One in three people do not know they are infected.

2,700 gay and bisexual men were newly diagnosed last year, the highest number ever.

Across the UK 1 in 20 gay and bisexual men are now living with HIV and estimates suggest this figure is as high as 1 in 10 in London.

If rates continue the National AIDS Trust says that by 2010 there will be 100,000 people living with HIV in the UK.

Roger Pebody, treatment advisor at the Terrence Higgins Trust, told the BBC:

“This is excellent news for people who are resistant to other HIV drugs.

“A combination of drugs is used to stop HIV at different stages of the process of entering and destroying the body’s immune cells.

“If someone becomes resistant to any of their drugs, their treatment needs to be changed, and drugs which work in innovative ways can make a real difference.”

Two recent studies on Raltegravir examined its tolerability and efficacy, its ability to reduce viral load and raise CD4 cell count in treatment-experienced, triple class resistant patients living with HIV, a difficult to treat patient population.

24 week outcomes of the pooled studies have shown that 75 percent of patients receiving Raltegravir plus Optimised Background Therapy (OBT – a regime of active antiretroviral drugs tailored to individual patients, chosen by their physicians as most likely to be of benefit) achieved HIV viral load reduction to less than 400 copies/ml at 24 weeks compared to 40 percent taking placebo plus OBT.

In the same studies, it was shown that 63 percent of patients receiving Raltegravir plus OBT achieved HIV viral load reduction to less than 50 copies/ml at 24 weeks compared to 34 percent taking placebo plus OBT.

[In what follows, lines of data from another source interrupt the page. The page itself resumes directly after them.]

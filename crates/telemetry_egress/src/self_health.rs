//! Periodic reporting of the engine's own counters as metrics.

use crate::command::SendCommand;
use crate::convert::{point_tags, ConversionContext};
use crate::dispatch::DispatchEngine;
use crate::encode::unix_millis;
use crate::error::SendError;
use crate::wire::MetricPoint;
use std::collections::HashMap;
use std::sync::Arc;
use std::time::{Duration, SystemTime};
use tokio::sync::oneshot;
use tokio::task::JoinHandle;
use tracing::{debug, warn};

pub const SENDER_ERRORS_METRIC: &str = "telemetry.exporter.sender_errors";
pub const DROPPED_METRICS_METRIC: &str = "telemetry.exporter.dropped_metrics";
pub const DROPPED_SPANS_METRIC: &str = "telemetry.exporter.dropped_spans";

/// Handle to a running self-health loop.
///
/// Dropping the handle without calling [`stop`](Self::stop) leaves the loop
/// running until the runtime shuts down, with no final report.
pub struct SelfHealthMonitor {
    engine: Arc<DispatchEngine>,
    context: Arc<ConversionContext>,
    task: JoinHandle<()>,
    shutdown_tx: oneshot::Sender<()>,
}

impl SelfHealthMonitor {
    /// Starts reporting every `period` on the engine's runtime.
    ///
    /// The first report goes out one full period after the start.
    pub fn start(engine: Arc<DispatchEngine>, context: Arc<ConversionContext>, period: Duration) -> Self {
        // tokio intervals reject a zero period
        let period = period.max(Duration::from_millis(1));
        let (shutdown_tx, mut shutdown_rx) = oneshot::channel();

        let runtime = engine.runtime().clone();
        let task = {
            let engine = Arc::clone(&engine);
            let context = Arc::clone(&context);
            runtime.spawn(async move {
                let start = tokio::time::Instant::now() + period;
                let mut interval = tokio::time::interval_at(start, period);
                loop {
                    tokio::select! {
                        _ = interval.tick() => report(&engine, &context).await,
                        // a dropped handle only disables this branch
                        Ok(()) = &mut shutdown_rx => break,
                    }
                }
            })
        };

        Self {
            engine,
            context,
            task,
            shutdown_tx,
        }
    }

    /// Stops the loop, sends a last report and logs what was lost.
    pub async fn stop(self) {
        let _ = self.shutdown_tx.send(());
        if let Err(err) = self.task.await {
            debug!(error = %err, "self-health loop ended abnormally");
        }

        report(&self.engine, &self.context).await;

        let counters = self.engine.counters().snapshot();
        if counters.sender_errors > 0 {
            warn!(total = counters.sender_errors, "telemetry sends failed");
        }
        if counters.spans_dropped > 0 {
            warn!(total = counters.spans_dropped, "spans were dropped");
        }
        if counters.metrics_dropped > 0 {
            warn!(total = counters.metrics_dropped, "metrics were dropped");
        }
    }
}

/// Sends every non-zero counter, stopping at the first failed send.
pub(crate) async fn report(engine: &DispatchEngine, context: &ConversionContext) {
    let counters = engine.counters().snapshot();
    let readings = [
        (SENDER_ERRORS_METRIC, counters.sender_errors),
        (DROPPED_METRICS_METRIC, counters.metrics_dropped),
        (DROPPED_SPANS_METRIC, counters.spans_dropped),
    ];

    for (name, value) in readings {
        if value == 0 {
            continue;
        }
        if let Err(err) = send_reading(engine, context, name, value).await {
            debug!(metric = name, error = %err, "self-health report failed");
            return;
        }
    }
}

async fn send_reading(
    engine: &DispatchEngine,
    context: &ConversionContext,
    name: &str,
    value: u64,
) -> Result<(), SendError> {
    let point = MetricPoint {
        name: name.to_string(),
        value: value as f64,
        timestamp_millis: unix_millis(SystemTime::now()),
        source: context.source.clone(),
        tags: point_tags(&HashMap::new(), None, &context.app_tags),
    };
    engine.execute_now(SendCommand::Metric(point)).await
}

The studies also found the increases in CD4 cell counts from baseline were 84 cells/mm3 for patients receiving Raltegravir compared with 37 cells/mm3 for those receiving placebo.

An analysis of the same trials at 16 weeks showed that after 16 weeks of treatment, ‘Isentress’ plus OBT was generally well-tolerated.

The most commonly reported therapy-related side effects, as reported in at least three per cent of patients, were diarrhoea, nausea, abdominal distension, abdominal pain, flatulence, headache and fatigue.